Discurso durante a 162ª Sessão Deliberativa Ordinária, no Senado Federal

Satisfação com a decisão do STF sobre o cumprimento imediato das penas aplicadas aos condenados em segunda instância.

Autor
Ricardo Ferraço (PSDB - Partido da Social Democracia Brasileira/ES)
Nome completo: Ricardo de Rezende Ferraço
Casa
Senado Federal
Tipo
Discurso
Resumo por assunto
PODER JUDICIARIO:
  • Satisfação com a decisão do STF sobre o cumprimento imediato das penas aplicadas aos condenados em segunda instância.
Aparteantes
Lindbergh Farias.
Publicação
Publicação no DSF de 02/11/2016 - Página 16
Assunto
Outros > PODER JUDICIARIO
Indexação
  • ELOGIO, DECISÃO, SUPREMO TRIBUNAL FEDERAL (STF), ASSUNTO, INICIO, CUMPRIMENTO, PENA, CONDENADO, SEGUNDA INSTANCIA, REGISTRO, OMISSÃO, SENADO, CONGRESSO NACIONAL, CRIAÇÃO, NORMA JURIDICA, FALTA, ATUAÇÃO, POLITICA, DEFESA, INTERESSE SOCIAL, COMENTARIO, ENCERRAMENTO, IMPRESSÃO, IMPUNIDADE, GARANTIA, EFICIENCIA, DIREITO PENAL, PROTEÇÃO, SOCIEDADE.

    O SR. RICARDO FERRAÇO (Bloco Social Democrata/PSDB - ES. Pronuncia o seguinte discurso. Sem revisão do orador.) – Srª Senadora Regina Sousa, Presidente desta sessão, Srªs e Srs. Senadores, brasileiros que nos acompanham pela TV Senado, capixabas, do meu querido Espírito Santo, que eu tenho a honra de representar nesta Casa, meu estimado Senador Lasier Martins, o Plenário do Supremo Tribunal Federal mais uma vez dá uma lição no Senado da República. E dá uma lição na medida em que legisla em razão da omissão do Senado da República, que poderia – e aliás, deveria – decidir e deliberar sobre uma pauta do absoluto interesse da sociedade brasileira. Mas não decide, não delibera e não tem capacidade de priorizar essa escala de importância.

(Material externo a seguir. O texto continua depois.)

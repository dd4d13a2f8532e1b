//! build.rs
use std::process::Command;

fn main() {
    let rustc = std::env::var("RUSTC").unwrap_or_else(|_| "rustc".into());

    let version = Command::new(rustc)
        .arg("--version")
        .output()
        .ok()
        .filter(|output| output.status.success())
        .and_then(|output| String::from_utf8(output.stdout).ok())
        .map(|version| version.trim().to_string())
        .filter(|version| !version.is_empty())
        .unwrap_or_else(|| "rustc unknown".into());

    println!("cargo:rustc-env=HELLO_SERVICE_RUSTC_VERSION={}", version);
    println!("cargo:rerun-if-env-changed=RUSTC");
}
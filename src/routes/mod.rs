//! src/routes/mod.rs
mod health_check;
pub use health_check::*;

mod greeting;
pub use greeting::*;
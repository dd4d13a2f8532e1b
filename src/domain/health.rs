//! src/domain/health.rs
use serde::Serialize;

#[derive(Debug, Serialize, PartialEq, Eq)]
pub struct HealthStatus {
    pub status: &'static str,
    pub message: &'static str,
}

impl HealthStatus {
    pub fn running() -> Self {
        Self {
            status: "ok",
            message: "Service is running",
        }
    }
}
//! src/domain/mod.rs
mod greeting;
pub use greeting::{Greeting, ServerInfo};

mod health;
pub use health::HealthStatus;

    Como o Congresso brasileiro e o Senado não decidem, o Supremo Tribunal Federal, valendo-se da provocação – porque o Supremo só se manifesta, a nossa mais alta Corte, quando é provocada, e, tendo sido provocada, ela se manifesta –, em mais um debate acalorado, em mais um debate muito polêmico, por decisão apertada, com voto inclusive da Presidente do Supremo Tribunal Federal, a Ministra Cármen Lúcia, decidiu pelo cumprimento imediato das penas aplicadas aos condenados em segunda instância pela Justiça brasileira, colocando por terra essa percepção de impunidade que campeia em nosso Brasil, em nosso País, em razão da indústria recursos.

    Foi uma decisão – pelo menos a meu juízo – histórica, justa, aguardada, seguramente, por boa parte da população brasileira. Os Ministros de nossa Corte Constitucional encerraram ali um debate apaixonado, que travavam por longo tempo, basicamente em torno da presunção da inocência, que, em nosso País, tem uma dimensão elástica, como em nenhum outro país do mundo.

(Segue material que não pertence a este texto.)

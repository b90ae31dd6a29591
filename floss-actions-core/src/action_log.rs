//! Action logging with pattern-based filtering and in-memory storage
//!
//! Provides configurable action logging using glob patterns to include/exclude
//! specific actions from logs. Supports both tracing output and an in-memory
//! ring buffer of recent invocations with their outcomes.
//!
//! # Example
//!
//! ```ignore
//! use floss_actions_core::action_log::{ActionLogConfig, ActionLoggerMiddleware};
//!
//! let logger = Arc::new(ActionLoggerMiddleware::with_log(ActionLogConfig::default()));
//! let runner = ActionRunner::builder(store, ui.handle())
//!     .middleware(logger.clone())
//!     .build();
//!
//! for entry in logger.recent(10) {
//!     println!("{} {} {:?}", entry.elapsed_display(), entry.name, entry.outcome);
//! }
//! ```

use std::collections::VecDeque;
use std::sync::Mutex;
use std::time::Instant;

use crate::action::Capabilities;
use crate::middleware::{ActionRecord, Middleware, Outcome};

/// Configuration for action logging with glob pattern filtering.
///
/// Patterns support:
/// - `*` matches any sequence of characters
/// - `?` matches any single character
/// - Literal text matches exactly
///
/// # Examples
///
/// - `Delete*` matches DeleteThread, DeleteProject, etc.
/// - `*ShoppingList*` matches AddToShoppingList, RemoveFromShoppingList
/// - `Publish` matches only Publish
#[derive(Debug, Clone, Default)]
pub struct ActionLoggerConfig {
    /// If non-empty, only log actions matching these patterns
    pub include_patterns: Vec<String>,
    /// Exclude actions matching these patterns (applied after include)
    pub exclude_patterns: Vec<String>,
}

impl ActionLoggerConfig {
    /// Create a new config from comma-separated pattern strings
    ///
    /// # Example
    /// ```
    /// use floss_actions_core::action_log::ActionLoggerConfig;
    ///
    /// let config = ActionLoggerConfig::new(Some("Delete*,Publish"), Some("DeleteDraft"));
    /// assert!(config.should_log("DeleteThread"));
    /// assert!(config.should_log("Publish"));
    /// assert!(!config.should_log("DeleteDraft"));
    /// assert!(!config.should_log("MarkInStock"));
    /// ```
    pub fn new(include: Option<&str>, exclude: Option<&str>) -> Self {
        Self {
            include_patterns: split_patterns(include),
            exclude_patterns: split_patterns(exclude),
        }
    }

    /// Create a config with specific pattern vectors
    pub fn with_patterns(include: Vec<String>, exclude: Vec<String>) -> Self {
        Self {
            include_patterns: include,
            exclude_patterns: exclude,
        }
    }

    /// Check if an action name should be logged based on include/exclude patterns
    pub fn should_log(&self, action_name: &str) -> bool {
        if !self.include_patterns.is_empty()
            && !self
                .include_patterns
                .iter()
                .any(|p| glob_match(p, action_name))
        {
            return false;
        }

        !self
            .exclude_patterns
            .iter()
            .any(|p| glob_match(p, action_name))
    }
}

fn split_patterns(list: Option<&str>) -> Vec<String> {
    list.map(|s| {
        s.split(',')
            .map(|p| p.trim().to_string())
            .filter(|p| !p.is_empty())
            .collect()
    })
    .unwrap_or_default()
}

// ============================================================================
// In-Memory Action Log
// ============================================================================

/// An entry in the action log
#[derive(Debug, Clone)]
pub struct ActionLogEntry {
    /// Invocation id (from the runner)
    pub id: u64,
    /// Action name
    pub name: &'static str,
    /// Capabilities at the time the outcome was recorded
    pub capabilities: Capabilities,
    /// Timestamp when the invocation started
    pub timestamp: Instant,
    /// Sequence number for ordering
    pub sequence: u64,
    /// Outcome, once known
    pub outcome: Option<Outcome>,
}

impl ActionLogEntry {
    /// Create a new log entry
    pub fn new(record: &ActionRecord, sequence: u64) -> Self {
        Self {
            id: record.id,
            name: record.name,
            capabilities: record.capabilities,
            timestamp: Instant::now(),
            sequence,
            outcome: None,
        }
    }

    /// Time since this invocation started
    pub fn elapsed(&self) -> std::time::Duration {
        self.timestamp.elapsed()
    }

    /// Format the elapsed time for display (e.g., "2.3s", "150ms")
    pub fn elapsed_display(&self) -> String {
        let elapsed = self.elapsed();
        if elapsed.as_secs() >= 1 {
            format!("{:.1}s", elapsed.as_secs_f64())
        } else {
            format!("{}ms", elapsed.as_millis())
        }
    }

    /// Whether the invocation is still waiting for an outcome
    pub fn is_pending(&self) -> bool {
        self.outcome.is_none()
    }
}

/// Configuration for the action log ring buffer
#[derive(Debug, Clone)]
pub struct ActionLogConfig {
    /// Maximum number of entries to keep
    pub capacity: usize,
    /// Filter config
    pub filter: ActionLoggerConfig,
}

impl Default for ActionLogConfig {
    fn default() -> Self {
        Self {
            capacity: 100,
            filter: ActionLoggerConfig::default(),
        }
    }
}

impl ActionLogConfig {
    /// Create with custom capacity
    pub fn with_capacity(capacity: usize) -> Self {
        Self {
            capacity,
            ..Default::default()
        }
    }

    /// Create with custom capacity and filter
    pub fn new(capacity: usize, filter: ActionLoggerConfig) -> Self {
        Self { capacity, filter }
    }
}

/// In-memory ring buffer of recent invocations
///
/// Older entries are discarded when capacity is reached. Outcomes arrive out
/// of order for async actions, so they are matched by invocation id.
#[derive(Debug, Clone)]
pub struct ActionLog {
    entries: VecDeque<ActionLogEntry>,
    config: ActionLogConfig,
    next_sequence: u64,
}

impl Default for ActionLog {
    fn default() -> Self {
        Self::new(ActionLogConfig::default())
    }
}

impl ActionLog {
    /// Create a new action log with configuration
    pub fn new(config: ActionLogConfig) -> Self {
        Self {
            entries: VecDeque::with_capacity(config.capacity),
            config,
            next_sequence: 0,
        }
    }

    /// Log an invocation (if it passes the filter)
    ///
    /// Returns the entry if it was logged, None if filtered out.
    pub fn log(&mut self, record: &ActionRecord) -> Option<&ActionLogEntry> {
        if self.config.capacity == 0 || !self.config.filter.should_log(record.name) {
            return None;
        }

        let entry = ActionLogEntry::new(record, self.next_sequence);
        self.next_sequence += 1;

        if self.entries.len() >= self.config.capacity {
            self.entries.pop_front();
        }

        self.entries.push_back(entry);
        self.entries.back()
    }

    /// Record the outcome of a logged invocation
    ///
    /// Returns false if the invocation was filtered out or already evicted.
    pub fn record_outcome(&mut self, record: &ActionRecord, outcome: &Outcome) -> bool {
        match self.entries.iter_mut().rev().find(|e| e.id == record.id) {
            Some(entry) => {
                entry.capabilities = record.capabilities;
                entry.outcome = Some(outcome.clone());
                true
            }
            None => false,
        }
    }

    /// Get all entries (oldest first)
    pub fn entries(&self) -> impl Iterator<Item = &ActionLogEntry> {
        self.entries.iter()
    }

    /// Get the most recent N entries (newest first)
    pub fn recent(&self, count: usize) -> impl Iterator<Item = &ActionLogEntry> {
        self.entries.iter().rev().take(count)
    }

    /// Number of entries currently stored
    pub fn len(&self) -> usize {
        self.entries.len()
    }

    /// Whether the log is empty
    pub fn is_empty(&self) -> bool {
        self.entries.is_empty()
    }

    /// Clear all entries
    pub fn clear(&mut self) {
        self.entries.clear();
    }

    /// Get configuration
    pub fn config(&self) -> &ActionLogConfig {
        &self.config
    }
}

// ============================================================================
// Middleware
// ============================================================================

/// Middleware that logs invocations with configurable pattern filtering.
///
/// Supports two modes:
/// - **Tracing only** (default): logs via `tracing::debug!()`
/// - **With storage**: also keeps an [`ActionLog`] ring buffer
///
/// Share it with `Arc` to read the log while the runner owns the middleware.
#[derive(Debug)]
pub struct ActionLoggerMiddleware {
    config: ActionLoggerConfig,
    log: Option<Mutex<ActionLog>>,
    active: bool,
}

impl ActionLoggerMiddleware {
    /// Create a new action logger middleware with tracing only
    pub fn new(config: ActionLoggerConfig) -> Self {
        Self {
            config,
            log: None,
            active: true,
        }
    }

    /// Create middleware with in-memory storage
    pub fn with_log(config: ActionLogConfig) -> Self {
        Self {
            config: config.filter.clone(),
            log: Some(Mutex::new(ActionLog::new(config))),
            active: true,
        }
    }

    /// Create with default config and in-memory storage
    pub fn with_default_log() -> Self {
        Self::with_log(ActionLogConfig::default())
    }

    /// Set whether the middleware is active.
    ///
    /// When inactive, both hooks return immediately.
    pub fn active(mut self, active: bool) -> Self {
        self.active = active;
        self
    }

    /// Check if the middleware is active.
    pub fn is_active(&self) -> bool {
        self.active
    }

    /// Get a reference to the filter config
    pub fn config(&self) -> &ActionLoggerConfig {
        &self.config
    }

    /// Copy of the most recent N entries (newest first)
    pub fn recent(&self, count: usize) -> Vec<ActionLogEntry> {
        self.read_log(|log| log.recent(count).cloned().collect())
            .unwrap_or_default()
    }

    /// Run a closure against the stored log (if storage is enabled)
    pub fn read_log<R>(&self, f: impl FnOnce(&ActionLog) -> R) -> Option<R> {
        let log = self.log.as_ref()?;
        let guard = match log.lock() {
            Ok(guard) => guard,
            Err(poisoned) => poisoned.into_inner(),
        };
        Some(f(&guard))
    }

    fn with_log_mut(&self, f: impl FnOnce(&mut ActionLog)) {
        if let Some(log) = self.log.as_ref() {
            let mut guard = match log.lock() {
                Ok(guard) => guard,
                Err(poisoned) => poisoned.into_inner(),
            };
            f(&mut guard);
        }
    }
}

impl Middleware for ActionLoggerMiddleware {
    fn before(&self, record: &ActionRecord) {
        if !self.active {
            return;
        }

        if self.config.should_log(record.name) {
            tracing::debug!(action = %record.name, id = record.id, "action");
        }

        self.with_log_mut(|log| {
            log.log(record);
        });
    }

    fn after(&self, record: &ActionRecord, outcome: &Outcome) {
        if !self.active {
            return;
        }

        if self.config.should_log(record.name) {
            tracing::debug!(
                action = %record.name,
                id = record.id,
                outcome = outcome.label(),
                "action outcome"
            );
        }

        self.with_log_mut(|log| {
            log.record_outcome(record, outcome);
        });
    }
}

/// Simple glob pattern matching supporting `*` and `?`.
///
/// - `*` matches zero or more characters
/// - `?` matches exactly one character
pub fn glob_match(pattern: &str, text: &str) -> bool {
    let pattern: Vec<char> = pattern.chars().collect();
    let text: Vec<char> = text.chars().collect();

    let mut pi = 0;
    let mut ti = 0;
    let mut star: Option<(usize, usize)> = None;

    while ti < text.len() {
        match pattern.get(pi) {
            Some('*') => {
                star = Some((pi, ti));
                pi += 1;
            }
            Some(&c) if c == '?' || c == text[ti] => {
                pi += 1;
                ti += 1;
            }
            _ => match star {
                // Backtrack: let the last star swallow one more character
                Some((star_pi, star_ti)) => {
                    pi = star_pi + 1;
                    ti = star_ti + 1;
                    star = Some((star_pi, star_ti + 1));
                }
                None => return false,
            },
        }
    }

    pattern[pi..].iter().all(|&c| c == '*')
}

    Esse é o conceito segundo o qual a prisão só ocorreria quando estivessem esgotadas todas as possibilidades infinitas de recursos em nossa Justiça. Mesmo considerando o chamado duplo grau de jurisdição, no Brasil o que se pratica é muito mais do que duplo grau de jurisdição.

    Ao permitir a prisão de condenados em segunda instância, o Supremo consagrou a tese de que o Direito Penal deve ser efetivo para proteger a sociedade e seus direitos fundamentais, como a vida, a integridade física e o patrimônio, além de resguardar, evidentemente, a moralidade no exercício da atividade pública e administrativa.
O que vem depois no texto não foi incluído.